**Material shown:**
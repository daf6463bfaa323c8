//! Quaternion attitude representation and rotation algebra
//!
//! Orientation is carried through the filter as a Hamilton unit quaternion $q = [w, x, y, z]$
//! that rotates vectors from the body frame ($b$) into the navigation frame ($n$). The error
//! state, on the other hand, uses a minimal three-element rotation vector $\delta\theta$. This
//! module bridges the two: rotation vectors (angular rate times time step, or an attitude
//! error correction) become incremental quaternions, which are then composed onto the
//! previous orientation estimate.
//!
//! ## Conventions
//!
//! - Euler angles are roll ($\phi$), pitch ($\theta$), yaw ($\psi$) applied as the intrinsic
//!   Z-Y-X sequence, i.e. $q = q_z(\psi) \otimes q_y(\theta) \otimes q_x(\phi)$. This matches
//!   [`nalgebra::Rotation3::from_euler_angles`].
//! - The direction cosine matrix returned by [`Quaternion::to_mat`] is $C_b^n$:
//!
//! $$
//! C_b^n = (w^2 - v^T v) I + 2 v v^T + 2 w \[v\]_\times
//! $$
//!
//! - Composition follows the Hamilton product. `dq.quat_mult_right(&q)` evaluates
//!   $dq \otimes q$, applying the increment in the navigation frame.

use std::fmt::{self, Display};
use std::ops::Mul;

use nalgebra::{Matrix3, Matrix4, UnitQuaternion, Vector3, Vector4};
use serde::{Deserialize, Serialize};

/// Convert a three-element vector to a skew-symmetric matrix
///
/// Converts a vector into the matrix form of the cross product so that
/// $\[a\]_\times b = a \times b$.
///
/// $$
/// x = \begin{bmatrix} a \\\\ b \\\\ c \end{bmatrix} \rightarrow X = \begin{bmatrix} 0 & -c & b \\\\ c & 0 & -a \\\\ -b & a & 0 \end{bmatrix}
/// $$
///
/// # Example
/// ```rust
/// use nalgebra::{Vector3, Matrix3};
/// use eskf::rotations;
/// let v: Vector3<f64> = Vector3::new(1.0, 2.0, 3.0);
/// let skew: Matrix3<f64> = rotations::vector_to_skew_symmetric(&v);
/// assert_eq!(skew * v, Vector3::zeros());
/// ```
pub fn vector_to_skew_symmetric(v: &Vector3<f64>) -> Matrix3<f64> {
    let mut skew: Matrix3<f64> = Matrix3::zeros();
    skew[(0, 1)] = -v[2];
    skew[(0, 2)] = v[1];
    skew[(1, 0)] = v[2];
    skew[(1, 2)] = -v[0];
    skew[(2, 0)] = -v[1];
    skew[(2, 1)] = v[0];
    skew
}
/// Convert a skew-symmetric matrix back to its three-element vector
///
/// Inverse of [`vector_to_skew_symmetric`]. Only the lower triangle is read.
pub fn skew_symmetric_to_vector(skew: &Matrix3<f64>) -> Vector3<f64> {
    Vector3::new(skew[(2, 1)], skew[(0, 2)], skew[(1, 0)])
}

/// Hamilton quaternion stored scalar-first as `(w, x, y, z)`.
///
/// Every constructor used by the filter produces a unit quaternion. Composition keeps the norm
/// at one up to round-off; callers that compose repeatedly should check [`Quaternion::norm`]
/// and [`Quaternion::normalize`] before reuse.
#[derive(Clone, Copy, Debug, PartialEq, Serialize, Deserialize)]
pub struct Quaternion {
    pub w: f64,
    pub x: f64,
    pub y: f64,
    pub z: f64,
}
impl Default for Quaternion {
    fn default() -> Self {
        Self::identity()
    }
}
impl Display for Quaternion {
    fn fmt(&self, f: &mut fmt::Formatter<'_>) -> fmt::Result {
        write!(
            f,
            "Quaternion {{ w: {:.6}, x: {:.6}, y: {:.6}, z: {:.6} }}",
            self.w, self.x, self.y, self.z
        )
    }
}
impl Quaternion {
    /// Construct a quaternion from four explicit scalars. No normalization is applied.
    pub const fn new(w: f64, x: f64, y: f64, z: f64) -> Quaternion {
        Quaternion { w, x, y, z }
    }
    /// The identity rotation `(1, 0, 0, 0)`
    pub const fn identity() -> Quaternion {
        Quaternion::new(1.0, 0.0, 0.0, 0.0)
    }
    /// Construct a unit quaternion from roll, pitch, and yaw (radians).
    ///
    /// The rotation is the intrinsic Z-Y-X sequence: yaw about z, then pitch about the new y,
    /// then roll about the new x.
    ///
    /// # Example
    /// ```rust
    /// use eskf::rotations::Quaternion;
    /// let q = Quaternion::from_euler(0.0, 0.0, std::f64::consts::FRAC_PI_2);
    /// assert!((q.norm() - 1.0).abs() < 1e-12);
    /// assert!((q.z - std::f64::consts::FRAC_1_SQRT_2).abs() < 1e-12);
    /// ```
    pub fn from_euler(roll: f64, pitch: f64, yaw: f64) -> Quaternion {
        let (sr, cr) = (roll * 0.5).sin_cos();
        let (sp, cp) = (pitch * 0.5).sin_cos();
        let (sy, cy) = (yaw * 0.5).sin_cos();
        Quaternion {
            w: cr * cp * cy + sr * sp * sy,
            x: sr * cp * cy - cr * sp * sy,
            y: cr * sp * cy + sr * cp * sy,
            z: cr * cp * sy - sr * sp * cy,
        }
    }
    /// Construct the incremental rotation for a rotation vector (axis scaled by angle).
    ///
    /// Used once per prediction step with `angular_rate * dt` and once per correction with the
    /// attitude part of the error state. The exact trigonometric form is used for every
    /// non-zero angle; a zero-length vector yields exactly the identity.
    ///
    /// # Example
    /// ```rust
    /// use eskf::rotations::Quaternion;
    /// use nalgebra::Vector3;
    /// assert_eq!(Quaternion::from_axis_angle(&Vector3::zeros()), Quaternion::identity());
    /// ```
    pub fn from_axis_angle(rotation_vector: &Vector3<f64>) -> Quaternion {
        let angle = rotation_vector.norm();
        if angle < f64::MIN_POSITIVE {
            return Quaternion::identity();
        }
        let (s, c) = (angle * 0.5).sin_cos();
        let axis = rotation_vector / angle;
        Quaternion {
            w: c,
            x: axis[0] * s,
            y: axis[1] * s,
            z: axis[2] * s,
        }
    }
    /// Reconstruct a quaternion from a stored `[w, x, y, z]` slice.
    ///
    /// # Panics
    /// Panics if the slice does not hold exactly four elements.
    pub fn from_slice(components: &[f64]) -> Quaternion {
        assert_eq!(
            components.len(),
            4,
            "Quaternion::from_slice: expected 4 components (w, x, y, z), got {}",
            components.len()
        );
        Quaternion::new(components[0], components[1], components[2], components[3])
    }
    /// Vector (imaginary) part `[x, y, z]`
    pub fn vector_part(&self) -> Vector3<f64> {
        Vector3::new(self.x, self.y, self.z)
    }
    /// Euclidean norm over all four components
    pub fn norm(&self) -> f64 {
        (self.w * self.w + self.x * self.x + self.y * self.y + self.z * self.z).sqrt()
    }
    /// Return a unit-norm copy of this quaternion
    pub fn normalize(&self) -> Quaternion {
        let norm = self.norm();
        Quaternion::new(self.w / norm, self.x / norm, self.y / norm, self.z / norm)
    }
    /// True if the norm is within `tolerance` of one
    pub fn is_normalized(&self, tolerance: f64) -> bool {
        (self.norm() - 1.0).abs() <= tolerance
    }
    /// Quaternion conjugate (the inverse rotation for a unit quaternion)
    pub fn conjugate(&self) -> Quaternion {
        Quaternion::new(self.w, -self.x, -self.y, -self.z)
    }
    /// Convert to the body-to-navigation direction cosine matrix $C_b^n$
    pub fn to_mat(&self) -> Matrix3<f64> {
        let v = self.vector_part();
        (self.w * self.w - v.dot(&v)) * Matrix3::identity()
            + 2.0 * v * v.transpose()
            + 2.0 * self.w * vector_to_skew_symmetric(&v)
    }
    /// Convert to roll, pitch, yaw (radians). Inverse of [`Quaternion::from_euler`].
    pub fn to_euler(&self) -> (f64, f64, f64) {
        let (w, x, y, z) = (self.w, self.x, self.y, self.z);
        let roll = (2.0 * (w * x + y * z)).atan2(1.0 - 2.0 * (x * x + y * y));
        let pitch = (2.0 * (w * y - z * x)).clamp(-1.0, 1.0).asin();
        let yaw = (2.0 * (w * z + x * y)).atan2(1.0 - 2.0 * (y * y + z * z));
        (roll, pitch, yaw)
    }
    /// Serialize as a plain `[w, x, y, z]` vector
    pub fn to_vector(&self) -> Vector4<f64> {
        Vector4::new(self.w, self.x, self.y, self.z)
    }
    /// Serialize as a plain `[w, x, y, z]` array
    pub fn to_array(&self) -> [f64; 4] {
        [self.w, self.x, self.y, self.z]
    }
    /// Left-multiplication matrix: `self ⊗ q == L(self) * q`
    fn left_product_matrix(&self) -> Matrix4<f64> {
        self.product_matrix(1.0)
    }
    /// Right-multiplication matrix: `q ⊗ self == R(self) * q`
    fn right_product_matrix(&self) -> Matrix4<f64> {
        self.product_matrix(-1.0)
    }
    /// `w I + [[0, -vᵀ], [v, sign * [v]x]]`
    fn product_matrix(&self, skew_sign: f64) -> Matrix4<f64> {
        let v = self.vector_part();
        let skew = vector_to_skew_symmetric(&v);
        let mut sigma = Matrix4::identity() * self.w;
        for i in 0..3 {
            sigma[(0, i + 1)] = -v[i];
            sigma[(i + 1, 0)] = v[i];
            for j in 0..3 {
                sigma[(i + 1, j + 1)] += skew_sign * skew[(i, j)];
            }
        }
        sigma
    }
    /// Compose `self ⊗ q`.
    ///
    /// With `self` an increment and `q` the previous orientation this applies the increment
    /// in the navigation frame, which is how both the prediction and correction steps update
    /// attitude.
    ///
    /// # Example
    /// ```rust
    /// use eskf::rotations::Quaternion;
    /// use nalgebra::Vector3;
    /// let previous = Quaternion::from_euler(0.1, -0.2, 0.3);
    /// let increment = Quaternion::from_axis_angle(&Vector3::new(0.0, 0.0, 0.01));
    /// let next = increment.quat_mult_right(&previous);
    /// assert!(next.is_normalized(1e-12));
    /// ```
    pub fn quat_mult_right(&self, q: &Quaternion) -> Quaternion {
        Quaternion::from(self.left_product_matrix() * q.to_vector())
    }
    /// Compose `q ⊗ self`, applying `self` in the body frame of `q`.
    pub fn quat_mult_left(&self, q: &Quaternion) -> Quaternion {
        Quaternion::from(self.right_product_matrix() * q.to_vector())
    }
}
impl Mul for Quaternion {
    type Output = Quaternion;
    /// Hamilton product `self ⊗ rhs`
    fn mul(self, rhs: Quaternion) -> Quaternion {
        self.quat_mult_right(&rhs)
    }
}
impl From<Vector4<f64>> for Quaternion {
    /// Components are read in `[w, x, y, z]` order.
    fn from(v: Vector4<f64>) -> Self {
        Quaternion::new(v[0], v[1], v[2], v[3])
    }
}
impl From<[f64; 4]> for Quaternion {
    fn from(components: [f64; 4]) -> Self {
        Quaternion::new(components[0], components[1], components[2], components[3])
    }
}
impl From<Quaternion> for [f64; 4] {
    fn from(q: Quaternion) -> Self {
        q.to_array()
    }
}
impl From<UnitQuaternion<f64>> for Quaternion {
    fn from(q: UnitQuaternion<f64>) -> Self {
        Quaternion::new(q.w, q.i, q.j, q.k)
    }
}
impl From<Quaternion> for UnitQuaternion<f64> {
    fn from(q: Quaternion) -> Self {
        UnitQuaternion::from_quaternion(nalgebra::Quaternion::new(q.w, q.x, q.y, q.z))
    }
}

**Assigned task:** Copy out each line from the preceding entries that mentions the word "multiplication".

**Solution to this task:**
    /// Left-multiplication matrix: `self ⊗ q == L(self) * q`
    /// Right-multiplication matrix: `q ⊗ self == R(self) * q`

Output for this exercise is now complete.